Say the same two diffusers are letting light through from the sun. The
luminous emittace from those diffusers can be 1000 lux. The luminous flux is
calculates to 2000 lumens, which is the total amount of light being put out
by those diffusers or the surface areas taken as a light source. But, of
course, the primary light source, being the sun, is giving out a total
amount of light in lumens much more than that.

So lumens is total flux, but it is not always the same as a primary light
source, as in lamp, or the sun.

6. ### Victor RobertsGuest

I don't disagree with your example, but I also don't think I
ever said that every measurement of luminous flux will give
the total flux of the primary light source.

If you integrate the Luminous Existance over any surface you
will get the total flux emitted by that surface. However,
if the surface being measured does not completely enclose
the light source, as is the case for your example, then the
total flux emitted by the surface will be less than the
total flux emitted by the source.

--
Vic Roberts
http://www.RobertsResearchInc.com
or use e-mail address listed at the Web site.
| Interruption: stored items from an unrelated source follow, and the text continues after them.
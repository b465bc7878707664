//! Ingest gate
//!
//! Holds back live messages until the historical load has finished, so that
//! no channel sees an append before its seed. While gated, messages are
//! queued in arrival order up to a fixed capacity. `open` replays the
//! queue through the dispatcher and from then on messages go straight
//! through.
//!
//! The state lock is held across replay, so a message submitted during
//! `open` waits until the queue has drained and is never reordered ahead
//! of older ones.

use std::collections::VecDeque;
use std::sync::{Arc, Mutex, MutexGuard, PoisonError};

use tracing::{debug, error, info, warn};
use types::errors::IngestError;
use types::sample::Sample;

use crate::events::LiveMessage;
use crate::live::LiveDispatcher;
use crate::metrics::IngestMetrics;

#[derive(Debug)]
enum GateState {
    Gated(VecDeque<LiveMessage>),
    Open,
}

/// What happened to a submitted message.
#[derive(Debug, Clone, Copy, PartialEq)]
pub enum Admission {
    /// Held until the gate opens; `depth` is the queue length after push.
    Queued { depth: usize },
    /// Dispatched and appended.
    Accepted(Sample),
}

/// Result of draining the queue on `open`.
#[derive(Debug, Clone, Copy, Default, PartialEq, Eq)]
pub struct ReplaySummary {
    pub replayed: usize,
    pub accepted: usize,
    pub rejected: usize,
}

pub struct IngestGate {
    state: Mutex<GateState>,
    capacity: usize,
    dispatcher: LiveDispatcher,
    metrics: Arc<IngestMetrics>,
}

impl IngestGate {
    /// A gate in the closed state.
    pub fn new(dispatcher: LiveDispatcher, capacity: usize, metrics: Arc<IngestMetrics>) -> Self {
        Self {
            state: Mutex::new(GateState::Gated(VecDeque::new())),
            capacity: capacity.max(1),
            dispatcher,
            metrics,
        }
    }

    /// Submit one live message.
    pub fn submit(&self, message: LiveMessage) -> Result<Admission, IngestError> {
        self.metrics.record_received();
        let mut state = self.lock();

        match &mut *state {
            GateState::Gated(queue) => {
                if queue.len() >= self.capacity {
                    let err = IngestError::QueueFull {
                        capacity: self.capacity,
                    };
                    self.metrics.record_rejection(&err);
                    error!(
                        key = %message.channel_key,
                        capacity = self.capacity,
                        "Live queue full; message rejected"
                    );
                    return Err(err);
                }
                queue.push_back(message);
                self.metrics.record_queued();
                Ok(Admission::Queued { depth: queue.len() })
            }
            GateState::Open => self.dispatcher.dispatch(&message).map(Admission::Accepted),
        }
    }

    /// Replay queued messages in arrival order and switch to pass-through.
    ///
    /// A second call is a no-op.
    pub fn open(&self) -> ReplaySummary {
        let mut state = self.lock();

        let queue = match std::mem::replace(&mut *state, GateState::Open) {
            GateState::Gated(queue) => queue,
            GateState::Open => {
                warn!("IngestGate already open");
                return ReplaySummary::default();
            }
        };

        let mut summary = ReplaySummary::default();
        for message in &queue {
            summary.replayed += 1;
            match self.dispatcher.dispatch(message) {
                Ok(_) => summary.accepted += 1,
                Err(_) => summary.rejected += 1,
            }
        }
        self.metrics.record_replayed(summary.replayed as u64);

        if summary.replayed > 0 {
            info!(
                replayed = summary.replayed,
                accepted = summary.accepted,
                rejected = summary.rejected,
                "Live queue replayed; gate open"
            );
        } else {
            debug!("Gate open with empty queue");
        }

        summary
    }

    pub fn is_open(&self) -> bool {
        matches!(*self.lock(), GateState::Open)
    }

    /// Messages currently held.
    pub fn queued(&self) -> usize {
        match &*self.lock() {
            GateState::Gated(queue) => queue.len(),
            GateState::Open => 0,
        }
    }

    pub fn capacity(&self) -> usize {
        self.capacity
    }

    fn lock(&self) -> MutexGuard<'_, GateState> {
        self.state.lock().unwrap_or_else(PoisonError::into_inner)
    }
}
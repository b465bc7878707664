//! Event definitions for the ingestion engine
//!
//! `SeriesUpdate` is what observers receive from the series store: the
//! full batch after a seed, a single sample after an append, never the
//! whole series again. `LiveMessage` is one delivery from the live feed.

use serde::{Deserialize, Serialize};
use types::ids::ChannelId;
use types::sample::Sample;
use types::time::utc_now;

/// Delta published to series observers.
#[derive(Debug, Clone, PartialEq, Serialize, Deserialize)]
#[serde(tag = "kind", rename_all = "snake_case")]
pub enum SeriesUpdate {
    /// A historical batch was seeded (or appended after a late seed).
    Seeded {
        channel: ChannelId,
        points: Vec<Sample>,
    },
    /// One live sample became the new tail.
    Appended { channel: ChannelId, sample: Sample },
}

impl SeriesUpdate {
    pub fn channel(&self) -> &ChannelId {
        match self {
            SeriesUpdate::Seeded { channel, .. } => channel,
            SeriesUpdate::Appended { channel, .. } => channel,
        }
    }

    /// Number of samples carried by this delta.
    pub fn len(&self) -> usize {
        match self {
            SeriesUpdate::Seeded { points, .. } => points.len(),
            SeriesUpdate::Appended { .. } => 1,
        }
    }

    pub fn is_empty(&self) -> bool {
        self.len() == 0
    }

    /// Label for logging.
    pub fn kind_label(&self) -> &'static str {
        match self {
            SeriesUpdate::Seeded { .. } => "Seeded",
            SeriesUpdate::Appended { .. } => "Appended",
        }
    }
}

/// A `(channel key, payload)` delivery from the publish/subscribe feed.
#[derive(Debug, Clone, PartialEq, Eq, Serialize, Deserialize)]
pub struct LiveMessage {
    /// Topic name as delivered by the feed.
    pub channel_key: String,
    /// Raw payload text.
    pub payload: String,
    /// UTC epoch seconds when the message was received.
    pub received_at: i64,
}

impl LiveMessage {
    /// Stamp a delivery with the current receipt time.
    pub fn new(channel_key: impl Into<String>, payload: impl Into<String>) -> Self {
        Self::received_at(channel_key, payload, utc_now())
    }

    pub fn received_at(
        channel_key: impl Into<String>,
        payload: impl Into<String>,
        received_at: i64,
    ) -> Self {
        Self {
            channel_key: channel_key.into(),
            payload: payload.into(),
            received_at,
        }
    }
}
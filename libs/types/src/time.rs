//! Canonical timestamp handling
//!
//! Every sample is stored in seconds since epoch shifted by one fixed
//! reference offset, so that charts show wall-clock time of the plant
//! rather than UTC. The offset is applied exactly once per sample:
//!
//! - live arrival times are UTC and get the offset added;
//! - historical integer epochs were recorded in the display frame and are
//!   taken as-is;
//! - historical date-times with an explicit zone are converted to UTC and
//!   get the offset added, naive date-times are already wall-clock time.

use chrono::{DateTime, NaiveDate, NaiveDateTime, Utc};
use serde::{Deserialize, Serialize};

use crate::errors::IngestError;

/// UTC-5, the reference frame of the plant dashboards.
pub const DEFAULT_OFFSET_SECONDS: i32 = -5 * 3600;

/// Naive layouts accepted for historical date-time strings.
const NAIVE_FORMATS: &[&str] = &[
    "%Y-%m-%d %H:%M:%S%.f",
    "%Y-%m-%dT%H:%M:%S%.f",
    "%Y/%m/%d %H:%M:%S%.f",
    "%Y-%m-%d %H:%M",
];

/// Converts source timestamps into the canonical frame.
#[derive(Debug, Clone, Copy, PartialEq, Eq, Serialize, Deserialize)]
#[serde(default)]
pub struct TimeCanon {
    /// Fixed offset from UTC in seconds (east positive).
    pub offset_seconds: i32,
}

impl Default for TimeCanon {
    fn default() -> Self {
        Self {
            offset_seconds: DEFAULT_OFFSET_SECONDS,
        }
    }
}

impl TimeCanon {
    pub fn new(offset_seconds: i32) -> Self {
        Self { offset_seconds }
    }

    /// Canonicalize a UTC receipt time (epoch seconds).
    pub fn shift_utc(&self, utc_seconds: i64) -> Result<i64, IngestError> {
        utc_seconds
            .checked_add(i64::from(self.offset_seconds))
            .filter(|t| *t >= 0)
            .ok_or_else(|| IngestError::InvalidTimestamp {
                raw: utc_seconds.to_string(),
            })
    }

    /// Canonicalize a historical timestamp in its source representation.
    pub fn parse_historical(&self, raw: &str) -> Result<i64, IngestError> {
        let invalid = || IngestError::InvalidTimestamp {
            raw: raw.to_string(),
        };
        let s = raw.trim();
        if s.is_empty() {
            return Err(invalid());
        }

        let canonical = if let Ok(epoch) = s.parse::<i64>() {
            epoch
        } else if let Ok(epoch) = s.parse::<f64>() {
            if !epoch.is_finite() || epoch.abs() >= i64::MAX as f64 {
                return Err(invalid());
            }
            epoch.floor() as i64
        } else if let Ok(dt) = DateTime::parse_from_rfc3339(s) {
            dt.timestamp()
                .checked_add(i64::from(self.offset_seconds))
                .ok_or_else(invalid)?
        } else if let Some(naive) = parse_naive(s) {
            naive.and_utc().timestamp()
        } else {
            return Err(invalid());
        };

        if canonical < 0 {
            return Err(invalid());
        }
        Ok(canonical)
    }
}

/// Current UTC epoch seconds, the receipt time of a live message.
pub fn utc_now() -> i64 {
    Utc::now().timestamp()
}

fn parse_naive(s: &str) -> Option<NaiveDateTime> {
    NAIVE_FORMATS
        .iter()
        .find_map(|fmt| NaiveDateTime::parse_from_str(s, fmt).ok())
        .or_else(|| {
            NaiveDate::parse_from_str(s, "%Y-%m-%d")
                .ok()
                .and_then(|d| d.and_hms_opt(0, 0, 0))
        })
}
This information is provided for educational purposes only.
It may not be used in any publication or posted on any Web
site without written permission.

7. ### RichardGuest

Yes, that's it. I'm just a layperson trying to understand. When one at first
thinks about luminous flux one might, like me, think it is always refers to
the output from a lamp. That is what I was thinking at first, it just seemed
natural to think like that. But often, what is taken as the source is not a
lamp or what I called a primary source, but a surface. I think I have got it
now. Lumens is total flux, which can be less than total flux emitted by a
source. But it is a measure of total flux either way.

8. ### RichardGuest

I think you are saying is, that whether the source is a lamp, which actually
is a source, in the sense that it's converting electrical power into light
(also heat of course, but lets ignore that) or whether the source is simply
taken to be a surface, like for instance a diffuser that is part of say a
lightbox, both are capable of being termed sources of light with a total
flux, measured in lumens, as well as a luminanance. A radiating lamp has a
surface area, and can be taken as a surface, it's just that that surface is
part of a lamp, or a source that it is actually the source of light.
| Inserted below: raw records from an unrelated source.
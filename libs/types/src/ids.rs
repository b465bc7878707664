//! Identifier types for telemetry entities
//!
//! Channels are defined once at process start and never renamed, so the
//! identifier is a plain interned-by-convention string.

use serde::{Deserialize, Serialize};
use std::fmt;

/// Stable identifier of one logical measurement stream.
///
/// Ordered so per-channel maps iterate deterministically.
#[derive(Debug, Clone, PartialEq, Eq, Hash, PartialOrd, Ord, Serialize, Deserialize)]
#[serde(transparent)]
pub struct ChannelId(String);

impl ChannelId {
    /// Create a new ChannelId.
    ///
    /// # Panics
    /// Panics if the identifier is empty or only whitespace
    pub fn new(id: impl Into<String>) -> Self {
        let s = id.into();
        assert!(!s.trim().is_empty(), "ChannelId must not be empty");
        Self(s)
    }

    /// Try to create a ChannelId, returning None if empty
    pub fn try_new(id: impl Into<String>) -> Option<Self> {
        let s = id.into();
        if s.trim().is_empty() {
            None
        } else {
            Some(Self(s))
        }
    }

    /// Get the identifier string
    pub fn as_str(&self) -> &str {
        &self.0
    }
}

impl fmt::Display for ChannelId {
    fn fmt(&self, f: &mut fmt::Formatter<'_>) -> fmt::Result {
        write!(f, "{}", self.0)
    }
}

impl From<&str> for ChannelId {
    fn from(s: &str) -> Self {
        Self::new(s)
    }
}

impl AsRef<str> for ChannelId {
    fn as_ref(&self) -> &str {
        &self.0
    }
}

#[cfg(test)]
mod tests {
    use super::*;

    #[test]
    fn test_channel_id_creation() {
        let id = ChannelId::new("torque");
        assert_eq!(id.as_str(), "torque");
        assert_eq!(id.to_string(), "torque");
    }

    #[test]
    fn test_channel_id_try_new_rejects_blank() {
        assert!(ChannelId::try_new("").is_none());
        assert!(ChannelId::try_new("   ").is_none());
        assert!(ChannelId::try_new("frecuencia").is_some());
    }

    #[test]
    #[should_panic(expected = "ChannelId must not be empty")]
    fn test_channel_id_new_panics_on_empty() {
        let _ = ChannelId::new("");
    }

    #[test]
    fn test_channel_id_serialization() {
        let id = ChannelId::new("busdevoltaje");
        let json = serde_json::to_string(&id).unwrap();
        assert_eq!(json, "\"busdevoltaje\"");
        let back: ChannelId = serde_json::from_str(&json).unwrap();
        assert_eq!(back, id);
    }

    #[test]
    fn test_channel_id_ordering() {
        let mut ids = vec![ChannelId::new("b"), ChannelId::new("a"), ChannelId::new("c")];
        ids.sort();
        assert_eq!(ids[0].as_str(), "a");
        assert_eq!(ids[2].as_str(), "c");
    }
}
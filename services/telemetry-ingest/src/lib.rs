//! Telemetry Ingestion Service
//!
//! Merges a bulk historical dataset with a live publish/subscribe feed
//! into one time-ordered series per sensor channel:
//! - Channel registry resolving dataset columns and feed topics
//! - Historical loader with time-bucket downsampling
//! - Live dispatcher with payload and timestamp canonicalization
//! - Ingest gate holding live data back until the seed is in place
//! - Series store publishing deltas to observers
//!
//! # Architecture
//!
//! ```text
//!  Historical source          Live feed
//!        │                        │
//!   ┌────▼─────┐             ┌────▼────┐
//!   │  Loader  │             │  Gate   │ ← queues until load completes
//!   └────┬─────┘             └────┬────┘
//!        │ downsample             │
//!        │                  ┌─────▼──────┐
//!        │                  │ Dispatcher │
//!        │                  └─────┬──────┘
//!        │ seed                   │ append
//!   ┌────▼────────────────────────▼────┐
//!   │           Series Store           │
//!   └────────────────┬─────────────────┘
//!                    │ SeriesUpdate deltas
//!               ┌────▼─────┐
//!               │ Observers│
//!               └──────────┘
//! ```

pub mod config;
pub mod downsample;
pub mod engine;
pub mod events;
pub mod gate;
pub mod historical;
pub mod live;
pub mod metrics;
pub mod records;
pub mod registry;
pub mod series;
pub mod source;

// Library version
pub const SERVICE_VERSION: &str = "0.1.0";
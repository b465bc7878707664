//! Error types for telemetry ingestion
//!
//! Comprehensive error taxonomy using thiserror. None of these are fatal
//! to the process: each one drops the offending unit of data (a row, a
//! message, a sample, or the whole historical load) and is surfaced as a
//! diagnostic.

use thiserror::Error;

/// Top-level ingestion error
#[derive(Error, Debug, Clone, PartialEq)]
pub enum IngestError {
    #[error("Unknown channel: {key}")]
    UnknownChannel { key: String },

    #[error("Invalid value: {raw:?}")]
    InvalidValue { raw: String },

    #[error("Invalid timestamp: {raw:?}")]
    InvalidTimestamp { raw: String },

    #[error("Out of order: timestamp {timestamp} precedes series tail {tail}")]
    OutOfOrder { timestamp: i64, tail: i64 },

    #[error("Historical source unavailable: {reason}")]
    SourceUnavailable { reason: String },

    #[error("Malformed row at line {line}: {reason}")]
    MalformedRow { line: u64, reason: String },

    #[error("Live queue full: capacity {capacity}")]
    QueueFull { capacity: usize },
}

impl IngestError {
    /// Short label for logging and metric keys.
    pub fn label(&self) -> &'static str {
        match self {
            IngestError::UnknownChannel { .. } => "unknown_channel",
            IngestError::InvalidValue { .. } => "invalid_value",
            IngestError::InvalidTimestamp { .. } => "invalid_timestamp",
            IngestError::OutOfOrder { .. } => "out_of_order",
            IngestError::SourceUnavailable { .. } => "source_unavailable",
            IngestError::MalformedRow { .. } => "malformed_row",
            IngestError::QueueFull { .. } => "queue_full",
        }
    }
}

/// Why the series store refused a single append.
///
/// On rejection the store is unchanged.
#[derive(Error, Debug, Clone, Copy, PartialEq)]
pub enum RejectReason {
    #[error("out of order: timestamp {timestamp} precedes tail {tail}")]
    OutOfOrder { timestamp: i64, tail: i64 },

    #[error("invalid value: {value}")]
    InvalidValue { value: f64 },

    #[error("invalid timestamp: {timestamp}")]
    InvalidTimestamp { timestamp: i64 },

    #[error("channel has no series")]
    UnknownChannel,
}

impl RejectReason {
    pub fn label(&self) -> &'static str {
        match self {
            RejectReason::OutOfOrder { .. } => "out_of_order",
            RejectReason::InvalidValue { .. } => "invalid_value",
            RejectReason::InvalidTimestamp { .. } => "invalid_timestamp",
            RejectReason::UnknownChannel => "unknown_channel",
        }
    }
}

impl From<RejectReason> for IngestError {
    fn from(reason: RejectReason) -> Self {
        match reason {
            RejectReason::OutOfOrder { timestamp, tail } => {
                IngestError::OutOfOrder { timestamp, tail }
            }
            RejectReason::InvalidValue { value } => IngestError::InvalidValue {
                raw: value.to_string(),
            },
            RejectReason::InvalidTimestamp { timestamp } => IngestError::InvalidTimestamp {
                raw: timestamp.to_string(),
            },
            RejectReason::UnknownChannel => IngestError::UnknownChannel {
                key: String::new(),
            },
        }
    }
}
So, when I look at a light box, I know there is a primary light source, that
is the lamp behind the diffuser. That radiates a luminous flux, the value
found in the manufacturers lamp catalogue. The lamp has a surface that emits
light and has a luminance. But, I can alternatively look at the light
coming out of the diffuser and think of that surface as a source of light.
It too emits light, and radiates a luminous flux of a certain value and it
too has a luminance.

In either case, luminous flux is the total flux, in lumens, emitted by the
source in question. The point to grasp I think is that whatever source you
are fixing on, the lamp, or the diffuser in a light box, there is a surface.
And luminous flux is the same thing all the time, namely, the total flux
emitted by a source, or a surface.

As Vic Robert says, if the surface being measured does not completely
enclose the lamp or source, then the total flux emitted by the surface will
be less than the total flux emitted by the lamp source. Here we are simply
considering two sources, not one, the lamp with it's value of luminous
flux, and the surface of the diffuser which is considered to have it's own
value of luminous flux. Both being measures of total flux concerning
the respective source.

9. ### Victor RobertsGuest

Let me add one more clarification. The "surface" is rarely
the surface of the lamp. The surface can be a real surface,
such as the surface of an integrating sphere, or a virtual
surface, such as that described by a sensor on a goniometer.
The issue is whether or not the surface fully encloses the
source. If it does, then the total flux passing through
that surface is the light output of the source, measured in
lumens. If the surface does not fully enclose the source,
then the flux passing through the surface will be a fraction
of the total flux emitted by the source.